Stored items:
---
use linefile::file::{LineFile, LineFileError};
use std::fs;
use tempfile::TempDir;

/// Helper: a `LineFile` in a fresh temp dir holding `content`.
fn file_with(content: &str) -> Result<(TempDir, LineFile), LineFileError> {
    let tmpdir = TempDir::new()?;
    let file = LineFile::new(tmpdir.path().join("lines.txt"))?;
    file.write(content, false)?;
    Ok((tmpdir, file))
}

#[test]
fn new_creates_empty_file_when_missing() -> Result<(), LineFileError> {
    let tmpdir = TempDir::new()?;
    let path = tmpdir.path().join("fresh.txt");
    assert!(!path.exists());

    let file = LineFile::new(&path)?;
    assert!(path.is_file());
    assert_eq!(fs::metadata(&path)?.len(), 0);
    assert_eq!(file.path(), path.as_path());

    Ok(())
}

#[test]
fn new_keeps_existing_content() -> Result<(), LineFileError> {
    let tmpdir = TempDir::new()?;
    let path = tmpdir.path().join("existing.txt");
    fs::write(&path, "keep me")?;

    let file = LineFile::new(&path)?;
    let again = LineFile::new(&path)?;
    assert_eq!(file.read_all()?, "keep me");
    assert_eq!(again.read_all()?, "keep me");

    Ok(())
}

#[test]
fn new_fails_when_parent_directory_is_missing() {
    let tmpdir = TempDir::new().unwrap();
    let path = tmpdir.path().join("missing").join("file.txt");

    let result = LineFile::new(&path);
    assert!(matches!(result, Err(LineFileError::FileError(_))));
    assert!(!path.exists());
}

#[test]
fn new_fails_on_directory_path() {
    let tmpdir = TempDir::new().unwrap();

    let result = LineFile::new(tmpdir.path());
    assert!(matches!(result, Err(LineFileError::FileError(_))));
}

#[test]
fn read_all_is_verbatim_and_repeatable() -> Result<(), LineFileError> {
    let (_tmp, file) = file_with("one\r\ntwo\n\n  three  ")?;

    let first = file.read_all()?;
    let second = file.read_all()?;
    assert_eq!(first, "one\r\ntwo\n\n  three  ");
    assert_eq!(first, second);

    Ok(())
}

#[test]
fn read_all_surfaces_external_deletion() -> Result<(), LineFileError> {
    let (_tmp, file) = file_with("gone soon")?;
    fs::remove_file(file.path())?;

    match file.read_all() {
        Err(LineFileError::FileError(e)) => {
            assert_eq!(e.kind(), std::io::ErrorKind::NotFound)
        }
        other => panic!("expected a NotFound error, got {other:?}"),
    }

    Ok(())
}

#[test]
fn empty_file_has_one_empty_line() -> Result<(), LineFileError> {
    let (_tmp, file) = file_with("")?;

    assert_eq!(file.read_lines()?, [""]);
    assert_eq!(file.line_count()?, 1);
    assert_eq!(file.find_line(0)?, "");

    Ok(())
}

#[test]
fn trailing_terminator_adds_empty_line() -> Result<(), LineFileError> {
    let (_tmp, file) = file_with("a\nb\n")?;

    assert_eq!(file.read_lines()?, ["a", "b", ""]);

    Ok(())
}

#[test]
fn write_line_round_trips() -> Result<(), LineFileError> {
    let (_tmp, file) = file_with("old content")?;

    file.write_line("abc", false)?;
    assert_eq!(file.read_all()?, "abc\n");
    assert_eq!(file.read_lines()?[0], "abc");

    file.write_line("def", true)?;
    assert_eq!(file.read_lines()?, ["abc", "def", ""]);

    Ok(())
}

#[test]
fn write_appends_without_terminator() -> Result<(), LineFileError> {
    let (_tmp, file) = file_with("abc")?;

    file.write("def", true)?;
    assert_eq!(file.read_all()?, "abcdef");

    file.write("xyz", false)?;
    assert_eq!(file.read_all()?, "xyz");

    Ok(())
}

#[test]
fn find_line_returns_indexed_line() -> Result<(), LineFileError> {
    let (_tmp, file) = file_with("a\nb\nc")?;

    assert_eq!(file.find_line(0)?, "a");
    assert_eq!(file.find_line(2)?, "c");

    Ok(())
}

#[test]
fn get_line_number_is_exact_and_first() -> Result<(), LineFileError> {
    let (_tmp, file) = file_with("Alpha\nbeta\nalpha\nbeta")?;

    assert_eq!(file.get_line_number("beta")?, Some(1));
    assert_eq!(file.get_line_number("alpha")?, Some(2));
    assert_eq!(file.get_line_number("ALPHA")?, None);
    assert_eq!(file.get_line_number("alp")?, None);

    Ok(())
}

#[test]
fn insert_line_replaces_in_place() -> Result<(), LineFileError> {
    let (_tmp, file) = file_with("a\nb\nc")?;

    file.insert_line("X", 1)?;
    assert_eq!(file.read_lines()?, ["a", "X", "c"]);
    assert_eq!(file.read_all()?, "a\nX\nc");

    Ok(())
}

#[test]
fn insert_line_keeps_trailing_empty_line() -> Result<(), LineFileError> {
    let (_tmp, file) = file_with("a\nb\n")?;

    file.insert_line("B", 1)?;
    assert_eq!(file.read_lines()?, ["a", "B", ""]);
    assert_eq!(file.read_all()?, "a\nB\n");

    Ok(())
}

#[test]
fn update_line_replaces_first_occurrence() -> Result<(), LineFileError> {
    let (_tmp, file) = file_with("a\nb\na")?;

    file.update_line("Z", 2)?;
    assert_eq!(file.read_lines()?, ["Z", "b", "a"]);

    Ok(())
}

#[test]
fn update_line_matches_inside_earlier_lines() -> Result<(), LineFileError> {
    let (_tmp, file) = file_with("cat\nconcat\nat")?;

    file.update_line("og", 2)?;
    assert_eq!(file.read_lines()?, ["cog", "concat", "at"]);

    Ok(())
}

#[test]
fn update_line_can_span_lines() -> Result<(), LineFileError> {
    let (_tmp, file) = file_with("a\nb")?;

    file.update_line("b1\nb2", 1)?;
    assert_eq!(file.read_lines()?, ["a", "b1", "b2"]);

    Ok(())
}

#[test]
fn update_line_rejects_empty_target() -> Result<(), LineFileError> {
    let (_tmp, file) = file_with("a\n\nb")?;

    let result = file.update_line("x", 1);
    assert!(matches!(
        result,
        Err(LineFileError::EmptySubstitution { line: 1 })
    ));
    assert_eq!(file.read_all()?, "a\n\nb");

    Ok(())
}

#[test]
fn delete_line_removes_every_duplicate() -> Result<(), LineFileError> {
    let (_tmp, file) = file_with("a\nb\na")?;

    file.delete_line(0)?;
    assert_eq!(file.read_lines()?, ["b"]);

    Ok(())
}

#[test]
fn delete_line_of_only_value_leaves_empty_file() -> Result<(), LineFileError> {
    let (_tmp, file) = file_with("x\nx")?;

    file.delete_line(1)?;
    assert_eq!(file.read_all()?, "");
    assert_eq!(file.read_lines()?, [""]);

    Ok(())
}

#[test]
fn remove_line_at_removes_one_line() -> Result<(), LineFileError> {
    let (_tmp, file) = file_with("a\nb\na")?;

    file.remove_line_at(2)?;
    assert_eq!(file.read_lines()?, ["a", "b"]);

    file.remove_line_at(0)?;
    assert_eq!(file.read_lines()?, ["b"]);

    Ok(())
}

#[test]
fn out_of_range_lines_fail_and_leave_file_untouched() -> Result<(), LineFileError> {
    let (_tmp, file) = file_with("a\nb\nc")?;
    let n = file.line_count()?;
    assert_eq!(n, 3);

    let is_out_of_range = |r: Result<(), LineFileError>| {
        matches!(r, Err(LineFileError::LineOutOfRange { line: 3, len: 3 }))
    };

    assert!(matches!(
        file.find_line(n),
        Err(LineFileError::LineOutOfRange { line: 3, len: 3 })
    ));
    assert!(is_out_of_range(file.insert_line("X", n)));
    assert!(is_out_of_range(file.update_line("X", n)));
    assert!(is_out_of_range(file.delete_line(n)));
    assert!(is_out_of_range(file.remove_line_at(n)));

    assert_eq!(file.read_all()?, "a\nb\nc");

    Ok(())
}

#[test]
fn out_of_range_error_message_names_line_and_length() {
    let err = LineFileError::LineOutOfRange { line: 7, len: 2 };
    assert_eq!(
        err.to_string(),
        "line 7 is out of range for a file of 2 lines"
    );
}
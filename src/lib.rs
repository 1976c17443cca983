//! # linefile
//!
//! A small Rust library for editing plain text files line by line: random-access
//! reads, in-place line replacement, deletion and case-insensitive search, with
//! every change written straight back to disk.
//!
//! ## Features
//!
//! - **Line addressing**: Read, replace, and delete lines by zero-based index
//! - **Search**: Case-insensitive substring search that skips blank lines
//! - **Configurable terminators**: `\n`, `\r\n`, or the platform default, used
//!   consistently for splitting and rewriting
//! - **Optional atomic writes**: Temp file plus rename instead of in-place truncation
//! - **Entity storage**: A one-entity-per-line repository built on top of a file
//! - **Robust Error Handling**: Module error types with automatic conversions
//!
//! ## Quick Start
//!
//! ```rust,no_run
//! use linefile::file::LineFile;
//!
//! # fn main() -> Result<(), Box<dyn std::error::Error>> {
//! // Creates an empty file if nothing is there yet
//! let file = LineFile::new("todo.txt")?;
//!
//! file.write("buy milk\nwalk dog\nbuy bread", false)?;
//! assert_eq!(file.find_line(1)?, "walk dog");
//!
//! // Replace line 1 in place
//! file.insert_line("feed cat", 1)?;
//!
//! let first = file.find_line_containing(Some("BUY"))?;
//! assert_eq!(first.as_deref(), Some("buy milk"));
//! # Ok(())
//! # }
//! ```
//!
//! ## Architecture
//!
//! - **[`file`]**: The [`LineFile`](file::LineFile) component
//! - **[`options`]**: Line terminator and write strategy configuration
//! - **[`search`]**: Case-insensitive line search
//! - **[`repository`]**: Entity persistence backed by a `LineFile`
//! - **[`error`]**: Crate-wide error aggregation
//!
//! ## Value-keyed edits
//!
//! [`update_line`](file::LineFile::update_line) and
//! [`delete_line`](file::LineFile::delete_line) select their target by the
//! *text* of the indexed line, not its position:
//!
//! - `update_line` replaces the first occurrence of that text anywhere in the
//!   file, which may be an earlier duplicate
//! - `delete_line` removes every line with that text
//!
//! [`insert_line`](file::LineFile::insert_line) and
//! [`remove_line_at`](file::LineFile::remove_line_at) are the positional
//! counterparts.
//!
//! ```rust,no_run
//! use linefile::file::LineFile;
//!
//! # fn main() -> Result<(), Box<dyn std::error::Error>> {
//! let file = LineFile::new("dupes.txt")?;
//! file.write("a\nb\na", false)?;
//!
//! file.update_line("Z", 2)?;
//! assert_eq!(file.read_lines()?, ["Z", "b", "a"]);
//! # Ok(())
//! # }
//! ```
//!
//! ## Concurrency
//!
//! Every call re-reads the file and closes it before returning. There is no
//! locking: two writers on the same path can lose each other's edits, so
//! callers that share a path must serialize access themselves.
//!
//! ## Error Handling
//!
//! `LineFile` operations return [`LineFileError`](file::LineFileError); the
//! repository returns [`RepositoryError`](repository::RepositoryError). Both
//! convert into [`LinesError`], so `?` works across modules:
//!
//! ```rust,no_run
//! use linefile::{LinesResult, file::LineFile};
//!
//! fn first_line(path: &str) -> LinesResult<String> {
//!     let file = LineFile::new(path)?;
//!     Ok(file.find_line(0)?)
//! }
//! ```

pub mod error;
pub mod file;
pub mod options;
pub mod repository;
pub mod search;

/// Re-exports the most commonly used types for convenience.
pub use error::{LinesError, LinesResult};
pub use file::{LineFile, LineFileError};
pub use options::{LineFileOptions, LineTerminator, WriteStrategy};
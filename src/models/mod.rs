//! Data models for kvtree.
//!
//! The in-memory projection of stored trees. Nothing here touches storage.

mod entry;

pub use entry::Entry;
//! Shared `SQLite` infrastructure.
//!
//! - `connection`: guarded connection access and pragma setup
//! - `metrics`: per-operation counters and latency histograms

mod connection;
mod metrics;

pub use connection::{acquire_lock, configure_connection};
pub use metrics::record_operation_metrics;
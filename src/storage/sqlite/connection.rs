//! Guarded connection handling.
//!
//! A store owns exactly one `Mutex<Connection>`. Holding the guard is what
//! makes an operation exclusive within the process; the transaction opened
//! under it is what makes the operation atomic.

use crate::config::StoreConfig;
use crate::{Error, Result};
use rusqlite::Connection;
use std::sync::{Mutex, MutexGuard};
use std::time::Duration;

const JOURNAL_MODES: &[&str] = &["DELETE", "TRUNCATE", "PERSIST", "MEMORY", "WAL", "OFF"];
const SYNCHRONOUS_MODES: &[&str] = &["OFF", "NORMAL", "FULL", "EXTRA"];

/// Acquires the store guard, recovering from poisoning.
///
/// A panic inside a previous critical section drops its transaction, which
/// rolls it back, so the connection itself is still consistent.
pub fn acquire_lock<T>(mutex: &Mutex<T>) -> MutexGuard<'_, T> {
    match mutex.lock() {
        Ok(guard) => guard,
        Err(poisoned) => {
            tracing::warn!("store mutex was poisoned, recovering");
            metrics::counter!("kvtree_mutex_poison_recovery_total").increment(1);
            poisoned.into_inner()
        },
    }
}

/// Applies the configured pragmas to a freshly opened connection.
///
/// # Configuration Applied
///
/// - **`journal_mode`**: `WAL` by default; in-memory databases stay in `memory` mode
/// - **`synchronous`**: `NORMAL` by default
/// - **`busy_timeout`**: how long to wait on another process's lock before failing
///
/// # Errors
///
/// Returns [`Error::InvalidInput`] for an unknown journal or synchronous mode,
/// and [`Error::StorageFailure`] if a pragma cannot be applied.
pub fn configure_connection(conn: &Connection, config: &StoreConfig) -> Result<()> {
    let journal_mode = config.journal_mode.to_uppercase();
    if !JOURNAL_MODES.contains(&journal_mode.as_str()) {
        return Err(Error::InvalidInput(format!(
            "unknown journal_mode '{}'",
            config.journal_mode
        )));
    }
    let synchronous = config.synchronous.to_uppercase();
    if !SYNCHRONOUS_MODES.contains(&synchronous.as_str()) {
        return Err(Error::InvalidInput(format!(
            "unknown synchronous mode '{}'",
            config.synchronous
        )));
    }

    // journal_mode answers with the mode actually in effect
    let effective: String = conn
        .pragma_update_and_check(None, "journal_mode", &journal_mode, |row| row.get(0))
        .map_err(|e| Error::storage("pragma_journal_mode", e))?;
    conn.pragma_update(None, "synchronous", &synchronous)
        .map_err(|e| Error::storage("pragma_synchronous", e))?;
    conn.busy_timeout(Duration::from_millis(config.busy_timeout_ms))
        .map_err(|e| Error::storage("busy_timeout", e))?;

    tracing::debug!(
        journal_mode = %effective,
        synchronous = %synchronous,
        busy_timeout_ms = config.busy_timeout_ms,
        "Configured connection"
    );
    Ok(())
}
---
Task statement: Find the string "makes" in the entries above and return each line that holds it.

Response for this exercise:
//! makes an operation exclusive within the process; the transaction opened
//! under it is what makes the operation atomic.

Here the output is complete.